(Beginning of Provided material)
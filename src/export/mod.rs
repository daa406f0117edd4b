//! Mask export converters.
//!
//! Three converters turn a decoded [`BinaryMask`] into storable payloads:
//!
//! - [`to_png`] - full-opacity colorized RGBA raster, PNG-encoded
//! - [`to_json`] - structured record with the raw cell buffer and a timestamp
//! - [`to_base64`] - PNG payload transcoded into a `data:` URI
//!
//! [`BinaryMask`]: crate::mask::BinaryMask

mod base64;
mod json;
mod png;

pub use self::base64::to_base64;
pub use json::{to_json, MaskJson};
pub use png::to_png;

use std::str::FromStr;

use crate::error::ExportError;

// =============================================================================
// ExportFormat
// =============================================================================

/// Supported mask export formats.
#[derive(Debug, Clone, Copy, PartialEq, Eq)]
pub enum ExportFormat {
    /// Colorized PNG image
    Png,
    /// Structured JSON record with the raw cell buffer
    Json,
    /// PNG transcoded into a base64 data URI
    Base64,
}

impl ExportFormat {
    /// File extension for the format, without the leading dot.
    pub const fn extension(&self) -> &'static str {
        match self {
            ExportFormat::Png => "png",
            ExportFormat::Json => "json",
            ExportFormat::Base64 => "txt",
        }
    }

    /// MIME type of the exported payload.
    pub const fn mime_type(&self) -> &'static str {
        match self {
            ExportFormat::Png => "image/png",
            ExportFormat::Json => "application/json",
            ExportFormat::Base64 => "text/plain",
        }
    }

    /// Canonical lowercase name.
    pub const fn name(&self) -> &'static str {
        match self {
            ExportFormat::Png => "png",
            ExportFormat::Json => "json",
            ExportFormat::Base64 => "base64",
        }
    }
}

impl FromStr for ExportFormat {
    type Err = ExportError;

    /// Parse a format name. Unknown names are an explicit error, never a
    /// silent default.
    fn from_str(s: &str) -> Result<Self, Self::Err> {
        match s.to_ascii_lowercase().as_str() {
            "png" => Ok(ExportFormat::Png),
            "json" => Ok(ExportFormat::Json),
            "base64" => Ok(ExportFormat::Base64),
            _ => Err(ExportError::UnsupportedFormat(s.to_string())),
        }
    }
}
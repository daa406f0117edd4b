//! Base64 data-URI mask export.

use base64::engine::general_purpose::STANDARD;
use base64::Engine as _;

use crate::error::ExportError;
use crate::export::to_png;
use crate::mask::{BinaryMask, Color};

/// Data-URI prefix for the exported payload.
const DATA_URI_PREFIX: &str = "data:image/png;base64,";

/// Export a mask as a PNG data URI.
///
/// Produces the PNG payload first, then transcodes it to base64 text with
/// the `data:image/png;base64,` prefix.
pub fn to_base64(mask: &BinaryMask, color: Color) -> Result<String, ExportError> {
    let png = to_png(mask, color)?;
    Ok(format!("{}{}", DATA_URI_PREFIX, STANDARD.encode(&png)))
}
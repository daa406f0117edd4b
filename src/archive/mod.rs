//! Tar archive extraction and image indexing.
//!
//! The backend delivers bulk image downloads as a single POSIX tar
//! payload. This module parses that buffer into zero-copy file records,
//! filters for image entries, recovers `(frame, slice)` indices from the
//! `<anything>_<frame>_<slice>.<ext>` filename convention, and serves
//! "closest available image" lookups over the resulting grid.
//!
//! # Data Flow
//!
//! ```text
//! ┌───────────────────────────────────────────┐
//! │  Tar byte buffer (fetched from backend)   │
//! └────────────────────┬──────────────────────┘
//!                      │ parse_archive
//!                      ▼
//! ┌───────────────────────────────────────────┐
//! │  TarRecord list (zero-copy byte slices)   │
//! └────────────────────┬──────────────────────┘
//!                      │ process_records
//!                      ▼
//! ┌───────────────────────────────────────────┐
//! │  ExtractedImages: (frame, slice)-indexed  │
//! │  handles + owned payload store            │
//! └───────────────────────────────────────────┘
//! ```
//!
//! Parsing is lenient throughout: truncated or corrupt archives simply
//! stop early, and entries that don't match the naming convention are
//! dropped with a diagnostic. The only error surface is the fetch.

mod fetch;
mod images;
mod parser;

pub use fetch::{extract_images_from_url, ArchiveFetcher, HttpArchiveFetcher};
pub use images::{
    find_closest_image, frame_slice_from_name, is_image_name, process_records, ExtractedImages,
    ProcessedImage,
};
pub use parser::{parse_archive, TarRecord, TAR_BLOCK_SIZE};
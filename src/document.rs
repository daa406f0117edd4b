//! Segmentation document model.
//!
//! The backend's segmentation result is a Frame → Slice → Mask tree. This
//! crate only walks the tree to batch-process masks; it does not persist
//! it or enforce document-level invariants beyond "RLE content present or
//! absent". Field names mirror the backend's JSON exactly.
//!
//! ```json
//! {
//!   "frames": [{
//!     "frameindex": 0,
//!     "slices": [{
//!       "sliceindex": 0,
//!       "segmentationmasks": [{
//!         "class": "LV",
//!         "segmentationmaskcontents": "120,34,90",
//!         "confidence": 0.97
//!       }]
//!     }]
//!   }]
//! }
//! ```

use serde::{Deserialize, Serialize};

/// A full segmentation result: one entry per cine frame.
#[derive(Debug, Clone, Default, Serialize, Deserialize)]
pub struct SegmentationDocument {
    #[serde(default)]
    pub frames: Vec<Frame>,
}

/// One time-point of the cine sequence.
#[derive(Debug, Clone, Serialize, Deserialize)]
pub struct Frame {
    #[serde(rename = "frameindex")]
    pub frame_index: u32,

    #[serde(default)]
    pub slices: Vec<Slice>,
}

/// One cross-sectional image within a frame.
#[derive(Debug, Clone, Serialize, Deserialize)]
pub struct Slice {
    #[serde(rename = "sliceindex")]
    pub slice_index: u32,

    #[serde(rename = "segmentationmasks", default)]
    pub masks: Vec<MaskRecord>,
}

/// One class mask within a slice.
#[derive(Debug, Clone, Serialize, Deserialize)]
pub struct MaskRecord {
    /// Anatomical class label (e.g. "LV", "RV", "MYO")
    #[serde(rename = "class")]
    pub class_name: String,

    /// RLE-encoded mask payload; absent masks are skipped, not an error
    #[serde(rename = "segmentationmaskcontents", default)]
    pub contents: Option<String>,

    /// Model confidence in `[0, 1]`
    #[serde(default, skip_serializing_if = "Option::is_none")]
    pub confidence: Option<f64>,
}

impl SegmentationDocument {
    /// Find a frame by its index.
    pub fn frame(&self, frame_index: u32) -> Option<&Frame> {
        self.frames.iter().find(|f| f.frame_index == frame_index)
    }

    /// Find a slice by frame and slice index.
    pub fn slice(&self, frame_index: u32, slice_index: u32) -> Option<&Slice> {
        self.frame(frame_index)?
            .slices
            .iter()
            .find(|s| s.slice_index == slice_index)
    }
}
(End of Provided material)
_Try it_
Report every line above that has the string "transcoded" in it.

_Answer area_
//! - [`to_base64`] - PNG payload transcoded into a `data:` URI
    /// PNG transcoded into a base64 data URI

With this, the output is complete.